Copy out all the entries word for word.

Top of RAW DATA

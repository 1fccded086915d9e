//! Favorite keys persisted through an injected key-value settings store.

use std::collections::{BTreeMap, BTreeSet};

use crate::{CoreError, SettingsError};

/// Settings key holding the favorite location names.
pub const FAVORITE_LOCATIONS_KEY: &str = "locations";

/// Flat key-value store holding string lists.
pub trait SettingsStore {
    /// Read the list stored under `key`, or `None` when the key was never written.
    ///
    /// # Errors
    /// Returns [`SettingsError`] when the backend cannot be read.
    fn get(&self, key: &str) -> Result<Option<Vec<String>>, SettingsError>;

    /// Replace the list stored under `key`.
    ///
    /// # Errors
    /// Returns [`SettingsError`] when the backend cannot be written.
    fn set(&mut self, key: &str, value: &[String]) -> Result<(), SettingsError>;
}

impl<S: SettingsStore + ?Sized> SettingsStore for &mut S {
    fn get(&self, key: &str) -> Result<Option<Vec<String>>, SettingsError> {
        (**self).get(key)
    }

    fn set(&mut self, key: &str, value: &[String]) -> Result<(), SettingsError> {
        (**self).set(key, value)
    }
}

/// In-process settings store, used as a test double and for ephemeral runs.
#[derive(Debug, Clone, Default, PartialEq, Eq)]
pub struct MemorySettings {
    values: BTreeMap<String, Vec<String>>,
    writes: usize,
}

impl MemorySettings {
    #[must_use]
    pub fn new() -> Self {
        Self::default()
    }

    /// Number of `set` calls served so far.
    #[must_use]
    pub fn writes(&self) -> usize {
        self.writes
    }
}

impl SettingsStore for MemorySettings {
    fn get(&self, key: &str) -> Result<Option<Vec<String>>, SettingsError> {
        Ok(self.values.get(key).cloned())
    }

    fn set(&mut self, key: &str, value: &[String]) -> Result<(), SettingsError> {
        self.values.insert(key.to_string(), value.to_vec());
        self.writes += 1;
        Ok(())
    }
}

/// Deduplicated set of string keys with toggle membership.
///
/// There is no cache: every lookup re-reads the backing store. A missing
/// list is treated as empty.
#[derive(Debug)]
pub struct FavoriteSet<S> {
    store: S,
    key: String,
}

impl<S: SettingsStore> FavoriteSet<S> {
    #[must_use]
    pub fn new(store: S, key: impl Into<String>) -> Self {
        Self { store, key: key.into() }
    }

    /// Favorite location names stored under [`FAVORITE_LOCATIONS_KEY`].
    #[must_use]
    pub fn locations(store: S) -> Self {
        Self::new(store, FAVORITE_LOCATIONS_KEY)
    }

    /// Flip membership of `key` and persist the full list.
    ///
    /// Returns the new membership. Keys are trimmed first; a blank key is a
    /// no-op that reports `false` without touching the store.
    ///
    /// # Errors
    /// Returns [`CoreError::Settings`] when the backing store fails.
    pub fn toggle(&mut self, key: &str) -> Result<bool, CoreError> {
        let key = key.trim();
        if key.is_empty() {
            tracing::warn!(settings_key = %self.key, "ignored favorite toggle without a key");
            return Ok(false);
        }

        let mut saved = self.ordered()?;
        let member = if let Some(position) = saved.iter().position(|existing| existing == key) {
            saved.remove(position);
            false
        } else {
            saved.push(key.to_string());
            true
        };
        self.store.set(&self.key, &saved)?;
        tracing::info!(settings_key = %self.key, favorite = key, member, "toggled favorite");
        Ok(member)
    }

    /// # Errors
    /// Returns [`CoreError::Settings`] when the backing store fails.
    pub fn is_member(&self, key: &str) -> Result<bool, CoreError> {
        let key = key.trim();
        if key.is_empty() {
            return Ok(false);
        }
        Ok(self.read()?.iter().any(|existing| existing == key))
    }

    /// # Errors
    /// Returns [`CoreError::Settings`] when the backing store fails.
    pub fn all(&self) -> Result<BTreeSet<String>, CoreError> {
        Ok(self.read()?.into_iter().collect())
    }

    /// Favorites in the order they were added, duplicates dropped.
    ///
    /// # Errors
    /// Returns [`CoreError::Settings`] when the backing store fails.
    pub fn ordered(&self) -> Result<Vec<String>, CoreError> {
        let mut seen = BTreeSet::new();
        Ok(self.read()?.into_iter().filter(|key| seen.insert(key.clone())).collect())
    }

    #[must_use]
    pub fn settings_key(&self) -> &str {
        &self.key
    }

    #[must_use]
    pub fn store(&self) -> &S {
        &self.store
    }

    #[must_use]
    pub fn into_inner(self) -> S {
        self.store
    }

    fn read(&self) -> Result<Vec<String>, SettingsError> {
        Ok(self.store.get(&self.key)?.unwrap_or_default())
    }
}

Bottom of RAW DATA

- [SOLUTION]
repository 1fccded086915d9e
//! Favorite keys persisted through an injected key-value settings store.

use std::collections::{BTreeMap, BTreeSet};

use crate::{CoreError, SettingsError};

/// Settings key holding the favorite location names.
pub const FAVORITE_LOCATIONS_KEY: &str = "locations";

/// Flat key-value store holding string lists.
pub trait SettingsStore {
    /// Read the list stored under `key`, or `None` when the key was never written.
    ///
    /// # Errors
    /// Returns [`SettingsError`] when the backend cannot be read.
    fn get(&self, key: &str) -> Result<Option<Vec<String>>, SettingsError>;

    /// Replace the list stored under `key`.
    ///
    /// # Errors
    /// Returns [`SettingsError`] when the backend cannot be written.
    fn set(&mut self, key: &str, value: &[String]) -> Result<(), SettingsError>;
}

impl<S: SettingsStore + ?Sized> SettingsStore for &mut S {
    fn get(&self, key: &str) -> Result<Option<Vec<String>>, SettingsError> {
        (**self).get(key)
    }

    fn set(&mut self, key: &str, value: &[String]) -> Result<(), SettingsError> {
        (**self).set(key, value)
    }
}

/// In-process settings store, used as a test double and for ephemeral runs.
#[derive(Debug, Clone, Default, PartialEq, Eq)]
pub struct MemorySettings {
    values: BTreeMap<String, Vec<String>>,
    writes: usize,
}

impl MemorySettings {
    #[must_use]
    pub fn new() -> Self {
        Self::default()
    }

    /// Number of `set` calls served so far.
    #[must_use]
    pub fn writes(&self) -> usize {
        self.writes
    }
}

impl SettingsStore for MemorySettings {
    fn get(&self, key: &str) -> Result<Option<Vec<String>>, SettingsError> {
        Ok(self.values.get(key).cloned())
    }

    fn set(&mut self, key: &str, value: &[String]) -> Result<(), SettingsError> {
        self.values.insert(key.to_string(), value.to_vec());
        self.writes += 1;
        Ok(())
    }
}

/// Deduplicated set of string keys with toggle membership.
///
/// There is no cache: every lookup re-reads the backing store. A missing
/// list is treated as empty.
#[derive(Debug)]
pub struct FavoriteSet<S> {
    store: S,
    key: String,
}

impl<S: SettingsStore> FavoriteSet<S> {
    #[must_use]
    pub fn new(store: S, key: impl Into<String>) -> Self {
        Self { store, key: key.into() }
    }

    /// Favorite location names stored under [`FAVORITE_LOCATIONS_KEY`].
    #[must_use]
    pub fn locations(store: S) -> Self {
        Self::new(store, FAVORITE_LOCATIONS_KEY)
    }

    /// Flip membership of `key` and persist the full list.
    ///
    /// Returns the new membership. Keys are trimmed first; a blank key is a
    /// no-op that reports `false` without touching the store.
    ///
    /// # Errors
    /// Returns [`CoreError::Settings`] when the backing store fails.
    pub fn toggle(&mut self, key: &str) -> Result<bool, CoreError> {
        let key = key.trim();
        if key.is_empty() {
            tracing::warn!(settings_key = %self.key, "ignored favorite toggle without a key");
            return Ok(false);
        }

        let mut saved = self.ordered()?;
        let member = if let Some(position) = saved.iter().position(|existing| existing == key) {
            saved.remove(position);
            false
        } else {
            saved.push(key.to_string());
            true
        };
        self.store.set(&self.key, &saved)?;
        tracing::info!(settings_key = %self.key, favorite = key, member, "toggled favorite");
        Ok(member)
    }

    /// # Errors
    /// Returns [`CoreError::Settings`] when the backing store fails.
    pub fn is_member(&self, key: &str) -> Result<bool, CoreError> {
        let key = key.trim();
        if key.is_empty() {
            return Ok(false);
        }
        Ok(self.read()?.iter().any(|existing| existing == key))
    }

    /// # Errors
    /// Returns [`CoreError::Settings`] when the backing store fails.
    pub fn all(&self) -> Result<BTreeSet<String>, CoreError> {
        Ok(self.read()?.into_iter().collect())
    }

    /// Favorites in the order they were added, duplicates dropped.
    ///
    /// # Errors
    /// Returns [`CoreError::Settings`] when the backing store fails.
    pub fn ordered(&self) -> Result<Vec<String>, CoreError> {
        let mut seen = BTreeSet::new();
        Ok(self.read()?.into_iter().filter(|key| seen.insert(key.clone())).collect())
    }

    #[must_use]
    pub fn settings_key(&self) -> &str {
        &self.key
    }

    #[must_use]
    pub fn store(&self) -> &S {
        &self.store
    }

    #[must_use]
    pub fn into_inner(self) -> S {
        self.store
    }

    fn read(&self) -> Result<Vec<String>, SettingsError> {
        Ok(self.store.get(&self.key)?.unwrap_or_default())
    }
}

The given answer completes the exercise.